# Assignment
Nothing but the data, repeated exactly, belongs in the answer.

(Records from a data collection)
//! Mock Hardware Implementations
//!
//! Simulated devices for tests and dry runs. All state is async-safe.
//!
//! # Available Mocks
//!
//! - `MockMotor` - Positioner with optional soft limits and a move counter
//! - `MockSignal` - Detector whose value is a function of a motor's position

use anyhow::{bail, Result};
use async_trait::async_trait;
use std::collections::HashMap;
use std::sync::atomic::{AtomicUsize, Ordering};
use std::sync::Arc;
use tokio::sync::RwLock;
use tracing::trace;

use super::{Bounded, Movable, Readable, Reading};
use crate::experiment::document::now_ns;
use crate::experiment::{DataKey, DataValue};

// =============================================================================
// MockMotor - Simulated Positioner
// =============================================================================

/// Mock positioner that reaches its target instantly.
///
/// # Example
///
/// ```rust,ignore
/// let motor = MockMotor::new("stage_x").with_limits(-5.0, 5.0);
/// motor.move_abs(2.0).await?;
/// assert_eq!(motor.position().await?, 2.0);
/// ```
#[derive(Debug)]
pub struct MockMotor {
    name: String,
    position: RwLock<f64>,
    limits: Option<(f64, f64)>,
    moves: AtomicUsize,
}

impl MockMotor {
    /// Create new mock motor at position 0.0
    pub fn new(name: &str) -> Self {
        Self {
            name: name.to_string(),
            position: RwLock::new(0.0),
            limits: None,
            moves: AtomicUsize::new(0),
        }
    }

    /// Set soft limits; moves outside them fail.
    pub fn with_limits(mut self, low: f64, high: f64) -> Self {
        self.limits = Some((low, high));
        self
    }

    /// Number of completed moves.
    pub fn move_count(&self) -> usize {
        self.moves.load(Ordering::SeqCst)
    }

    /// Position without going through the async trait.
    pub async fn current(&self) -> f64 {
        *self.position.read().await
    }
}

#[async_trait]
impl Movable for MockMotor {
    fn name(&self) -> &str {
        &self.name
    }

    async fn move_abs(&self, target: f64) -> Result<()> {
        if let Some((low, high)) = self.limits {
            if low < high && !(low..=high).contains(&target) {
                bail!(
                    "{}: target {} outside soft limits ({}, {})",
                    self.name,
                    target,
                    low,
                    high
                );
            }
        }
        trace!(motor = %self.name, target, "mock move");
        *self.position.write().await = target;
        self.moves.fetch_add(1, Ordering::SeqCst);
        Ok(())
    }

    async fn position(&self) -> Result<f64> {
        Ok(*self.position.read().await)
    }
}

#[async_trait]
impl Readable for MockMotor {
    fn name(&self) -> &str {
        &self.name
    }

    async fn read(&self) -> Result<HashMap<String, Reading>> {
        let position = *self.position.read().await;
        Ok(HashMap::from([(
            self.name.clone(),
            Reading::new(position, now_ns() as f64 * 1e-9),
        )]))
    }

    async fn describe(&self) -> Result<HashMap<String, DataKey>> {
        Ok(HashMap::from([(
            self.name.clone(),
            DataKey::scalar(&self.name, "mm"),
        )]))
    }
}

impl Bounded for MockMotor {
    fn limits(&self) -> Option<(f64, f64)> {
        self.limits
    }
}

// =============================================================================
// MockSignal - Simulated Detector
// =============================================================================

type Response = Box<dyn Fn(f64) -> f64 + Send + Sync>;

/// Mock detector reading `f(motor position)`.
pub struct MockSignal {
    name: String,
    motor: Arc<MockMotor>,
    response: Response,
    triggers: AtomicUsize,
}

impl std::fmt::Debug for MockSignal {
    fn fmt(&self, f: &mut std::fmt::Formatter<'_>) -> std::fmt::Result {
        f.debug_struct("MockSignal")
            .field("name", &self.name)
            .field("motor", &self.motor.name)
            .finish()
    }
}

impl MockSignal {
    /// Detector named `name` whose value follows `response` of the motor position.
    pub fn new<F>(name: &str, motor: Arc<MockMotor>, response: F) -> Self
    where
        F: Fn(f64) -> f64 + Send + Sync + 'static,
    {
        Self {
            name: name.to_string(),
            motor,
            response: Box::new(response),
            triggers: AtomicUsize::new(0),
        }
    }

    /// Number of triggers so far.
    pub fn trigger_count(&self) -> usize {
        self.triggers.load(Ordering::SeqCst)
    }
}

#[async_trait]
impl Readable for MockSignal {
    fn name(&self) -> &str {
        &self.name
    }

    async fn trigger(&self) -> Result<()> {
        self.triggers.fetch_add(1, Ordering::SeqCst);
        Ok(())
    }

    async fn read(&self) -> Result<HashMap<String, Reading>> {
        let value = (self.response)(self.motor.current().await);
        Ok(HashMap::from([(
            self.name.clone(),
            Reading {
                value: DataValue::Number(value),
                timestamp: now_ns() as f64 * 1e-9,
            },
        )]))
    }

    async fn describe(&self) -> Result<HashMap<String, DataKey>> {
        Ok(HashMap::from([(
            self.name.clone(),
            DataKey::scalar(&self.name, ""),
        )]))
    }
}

# Reply to the task
//! Mock Hardware Implementations
//!
//! Simulated devices for tests and dry runs. All state is async-safe.
//!
//! # Available Mocks
//!
//! - `MockMotor` - Positioner with optional soft limits and a move counter
//! - `MockSignal` - Detector whose value is a function of a motor's position

use anyhow::{bail, Result};
use async_trait::async_trait;
use std::collections::HashMap;
use std::sync::atomic::{AtomicUsize, Ordering};
use std::sync::Arc;
use tokio::sync::RwLock;
use tracing::trace;

use super::{Bounded, Movable, Readable, Reading};
use crate::experiment::document::now_ns;
use crate::experiment::{DataKey, DataValue};

// =============================================================================
// MockMotor - Simulated Positioner
// =============================================================================

/// Mock positioner that reaches its target instantly.
///
/// # Example
///
/// ```rust,ignore
/// let motor = MockMotor::new("stage_x").with_limits(-5.0, 5.0);
/// motor.move_abs(2.0).await?;
/// assert_eq!(motor.position().await?, 2.0);
/// ```
#[derive(Debug)]
pub struct MockMotor {
    name: String,
    position: RwLock<f64>,
    limits: Option<(f64, f64)>,
    moves: AtomicUsize,
}

impl MockMotor {
    /// Create new mock motor at position 0.0
    pub fn new(name: &str) -> Self {
        Self {
            name: name.to_string(),
            position: RwLock::new(0.0),
            limits: None,
            moves: AtomicUsize::new(0),
        }
    }

    /// Set soft limits; moves outside them fail.
    pub fn with_limits(mut self, low: f64, high: f64) -> Self {
        self.limits = Some((low, high));
        self
    }

    /// Number of completed moves.
    pub fn move_count(&self) -> usize {
        self.moves.load(Ordering::SeqCst)
    }

    /// Position without going through the async trait.
    pub async fn current(&self) -> f64 {
        *self.position.read().await
    }
}

#[async_trait]
impl Movable for MockMotor {
    fn name(&self) -> &str {
        &self.name
    }

    async fn move_abs(&self, target: f64) -> Result<()> {
        if let Some((low, high)) = self.limits {
            if low < high && !(low..=high).contains(&target) {
                bail!(
                    "{}: target {} outside soft limits ({}, {})",
                    self.name,
                    target,
                    low,
                    high
                );
            }
        }
        trace!(motor = %self.name, target, "mock move");
        *self.position.write().await = target;
        self.moves.fetch_add(1, Ordering::SeqCst);
        Ok(())
    }

    async fn position(&self) -> Result<f64> {
        Ok(*self.position.read().await)
    }
}

#[async_trait]
impl Readable for MockMotor {
    fn name(&self) -> &str {
        &self.name
    }

    async fn read(&self) -> Result<HashMap<String, Reading>> {
        let position = *self.position.read().await;
        Ok(HashMap::from([(
            self.name.clone(),
            Reading::new(position, now_ns() as f64 * 1e-9),
        )]))
    }

    async fn describe(&self) -> Result<HashMap<String, DataKey>> {
        Ok(HashMap::from([(
            self.name.clone(),
            DataKey::scalar(&self.name, "mm"),
        )]))
    }
}

impl Bounded for MockMotor {
    fn limits(&self) -> Option<(f64, f64)> {
        self.limits
    }
}

// =============================================================================
// MockSignal - Simulated Detector
// =============================================================================

type Response = Box<dyn Fn(f64) -> f64 + Send + Sync>;

/// Mock detector reading `f(motor position)`.
pub struct MockSignal {
    name: String,
    motor: Arc<MockMotor>,
    response: Response,
    triggers: AtomicUsize,
}

impl std::fmt::Debug for MockSignal {
    fn fmt(&self, f: &mut std::fmt::Formatter<'_>) -> std::fmt::Result {
        f.debug_struct("MockSignal")
            .field("name", &self.name)
            .field("motor", &self.motor.name)
            .finish()
    }
}

impl MockSignal {
    /// Detector named `name` whose value follows `response` of the motor position.
    pub fn new<F>(name: &str, motor: Arc<MockMotor>, response: F) -> Self
    where
        F: Fn(f64) -> f64 + Send + Sync + 'static,
    {
        Self {
            name: name.to_string(),
            motor,
            response: Box::new(response),
            triggers: AtomicUsize::new(0),
        }
    }

    /// Number of triggers so far.
    pub fn trigger_count(&self) -> usize {
        self.triggers.load(Ordering::SeqCst)
    }
}

#[async_trait]
impl Readable for MockSignal {
    fn name(&self) -> &str {
        &self.name
    }

    async fn trigger(&self) -> Result<()> {
        self.triggers.fetch_add(1, Ordering::SeqCst);
        Ok(())
    }

    async fn read(&self) -> Result<HashMap<String, Reading>> {
        let value = (self.response)(self.motor.current().await);
        Ok(HashMap::from([(
            self.name.clone(),
            Reading {
                value: DataValue::Number(value),
                timestamp: now_ns() as f64 * 1e-9,
            },
        )]))
    }

    async fn describe(&self) -> Result<HashMap<String, DataKey>> {
        Ok(HashMap::from([(
            self.name.clone(),
            DataKey::scalar(&self.name, ""),
        )]))
    }
}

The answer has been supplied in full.